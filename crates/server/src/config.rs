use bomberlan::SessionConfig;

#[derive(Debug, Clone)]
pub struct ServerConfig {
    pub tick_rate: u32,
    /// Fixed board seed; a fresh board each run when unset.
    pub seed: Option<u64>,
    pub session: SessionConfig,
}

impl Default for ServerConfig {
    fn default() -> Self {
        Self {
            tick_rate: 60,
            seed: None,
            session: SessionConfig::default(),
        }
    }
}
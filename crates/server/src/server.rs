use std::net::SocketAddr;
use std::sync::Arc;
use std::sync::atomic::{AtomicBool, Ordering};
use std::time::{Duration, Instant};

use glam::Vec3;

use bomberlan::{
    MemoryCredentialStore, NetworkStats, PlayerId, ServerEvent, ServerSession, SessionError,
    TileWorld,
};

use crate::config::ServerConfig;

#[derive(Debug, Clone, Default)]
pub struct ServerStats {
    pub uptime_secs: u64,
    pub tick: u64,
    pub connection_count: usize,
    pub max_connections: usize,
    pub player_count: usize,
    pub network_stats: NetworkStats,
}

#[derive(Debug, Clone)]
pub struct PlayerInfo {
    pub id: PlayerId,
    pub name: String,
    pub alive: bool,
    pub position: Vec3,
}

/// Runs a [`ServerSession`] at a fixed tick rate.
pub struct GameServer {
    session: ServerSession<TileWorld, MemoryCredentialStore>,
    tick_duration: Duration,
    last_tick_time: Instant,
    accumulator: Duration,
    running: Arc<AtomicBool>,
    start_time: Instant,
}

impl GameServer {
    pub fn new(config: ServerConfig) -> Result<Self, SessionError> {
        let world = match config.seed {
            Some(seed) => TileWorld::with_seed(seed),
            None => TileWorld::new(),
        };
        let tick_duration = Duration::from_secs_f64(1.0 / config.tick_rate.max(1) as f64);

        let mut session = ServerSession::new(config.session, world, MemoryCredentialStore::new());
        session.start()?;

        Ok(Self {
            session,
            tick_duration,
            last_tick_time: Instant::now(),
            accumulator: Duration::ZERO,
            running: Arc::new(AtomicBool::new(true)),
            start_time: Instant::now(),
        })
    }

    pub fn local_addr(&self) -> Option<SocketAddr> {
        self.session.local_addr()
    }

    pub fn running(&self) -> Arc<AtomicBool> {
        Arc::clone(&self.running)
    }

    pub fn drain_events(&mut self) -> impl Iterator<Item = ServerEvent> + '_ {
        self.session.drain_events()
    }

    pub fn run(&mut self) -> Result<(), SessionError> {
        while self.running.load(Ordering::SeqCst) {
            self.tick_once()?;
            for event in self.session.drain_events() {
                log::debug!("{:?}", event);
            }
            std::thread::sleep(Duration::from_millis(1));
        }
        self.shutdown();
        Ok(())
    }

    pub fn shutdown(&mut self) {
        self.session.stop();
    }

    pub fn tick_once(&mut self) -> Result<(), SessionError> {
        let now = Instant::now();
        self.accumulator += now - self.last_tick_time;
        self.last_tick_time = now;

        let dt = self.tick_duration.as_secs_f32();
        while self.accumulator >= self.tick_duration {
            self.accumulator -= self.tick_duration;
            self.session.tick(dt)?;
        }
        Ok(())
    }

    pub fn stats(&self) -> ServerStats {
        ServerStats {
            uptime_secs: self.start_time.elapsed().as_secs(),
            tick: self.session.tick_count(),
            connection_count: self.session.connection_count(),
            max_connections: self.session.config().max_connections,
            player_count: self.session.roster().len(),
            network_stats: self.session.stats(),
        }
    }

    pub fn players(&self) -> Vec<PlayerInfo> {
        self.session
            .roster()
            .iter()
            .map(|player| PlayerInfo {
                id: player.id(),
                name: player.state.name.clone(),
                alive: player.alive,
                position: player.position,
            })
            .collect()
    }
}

#### WORK REQUIRED:
The full listing needs to be output again, exactly as it reads.

#### EXERCISE SOLUTION:
filename crates/server/src/config.rs
use bomberlan::SessionConfig;

#[derive(Debug, Clone)]
pub struct ServerConfig {
    pub tick_rate: u32,
    /// Fixed board seed; a fresh board each run when unset.
    pub seed: Option<u64>,
    pub session: SessionConfig,
}

impl Default for ServerConfig {
    fn default() -> Self {
        Self {
            tick_rate: 60,
            seed: None,
            session: SessionConfig::default(),
        }
    }
}
filename crates/server/src/server.rs
use std::net::SocketAddr;
use std::sync::Arc;
use std::sync::atomic::{AtomicBool, Ordering};
use std::time::{Duration, Instant};

use glam::Vec3;

use bomberlan::{
    MemoryCredentialStore, NetworkStats, PlayerId, ServerEvent, ServerSession, SessionError,
    TileWorld,
};

use crate::config::ServerConfig;

#[derive(Debug, Clone, Default)]
pub struct ServerStats {
    pub uptime_secs: u64,
    pub tick: u64,
    pub connection_count: usize,
    pub max_connections: usize,
    pub player_count: usize,
    pub network_stats: NetworkStats,
}

#[derive(Debug, Clone)]
pub struct PlayerInfo {
    pub id: PlayerId,
    pub name: String,
    pub alive: bool,
    pub position: Vec3,
}

/// Runs a [`ServerSession`] at a fixed tick rate.
pub struct GameServer {
    session: ServerSession<TileWorld, MemoryCredentialStore>,
    tick_duration: Duration,
    last_tick_time: Instant,
    accumulator: Duration,
    running: Arc<AtomicBool>,
    start_time: Instant,
}

impl GameServer {
    pub fn new(config: ServerConfig) -> Result<Self, SessionError> {
        let world = match config.seed {
            Some(seed) => TileWorld::with_seed(seed),
            None => TileWorld::new(),
        };
        let tick_duration = Duration::from_secs_f64(1.0 / config.tick_rate.max(1) as f64);

        let mut session = ServerSession::new(config.session, world, MemoryCredentialStore::new());
        session.start()?;

        Ok(Self {
            session,
            tick_duration,
            last_tick_time: Instant::now(),
            accumulator: Duration::ZERO,
            running: Arc::new(AtomicBool::new(true)),
            start_time: Instant::now(),
        })
    }

    pub fn local_addr(&self) -> Option<SocketAddr> {
        self.session.local_addr()
    }

    pub fn running(&self) -> Arc<AtomicBool> {
        Arc::clone(&self.running)
    }

    pub fn drain_events(&mut self) -> impl Iterator<Item = ServerEvent> + '_ {
        self.session.drain_events()
    }

    pub fn run(&mut self) -> Result<(), SessionError> {
        while self.running.load(Ordering::SeqCst) {
            self.tick_once()?;
            for event in self.session.drain_events() {
                log::debug!("{:?}", event);
            }
            std::thread::sleep(Duration::from_millis(1));
        }
        self.shutdown();
        Ok(())
    }

    pub fn shutdown(&mut self) {
        self.session.stop();
    }

    pub fn tick_once(&mut self) -> Result<(), SessionError> {
        let now = Instant::now();
        self.accumulator += now - self.last_tick_time;
        self.last_tick_time = now;

        let dt = self.tick_duration.as_secs_f32();
        while self.accumulator >= self.tick_duration {
            self.accumulator -= self.tick_duration;
            self.session.tick(dt)?;
        }
        Ok(())
    }

    pub fn stats(&self) -> ServerStats {
        ServerStats {
            uptime_secs: self.start_time.elapsed().as_secs(),
            tick: self.session.tick_count(),
            connection_count: self.session.connection_count(),
            max_connections: self.session.config().max_connections,
            player_count: self.session.roster().len(),
            network_stats: self.session.stats(),
        }
    }

    pub fn players(&self) -> Vec<PlayerInfo> {
        self.session
            .roster()
            .iter()
            .map(|player| PlayerInfo {
                id: player.id(),
                name: player.state.name.clone(),
                alive: player.alive,
                position: player.position,
            })
            .collect()
    }
}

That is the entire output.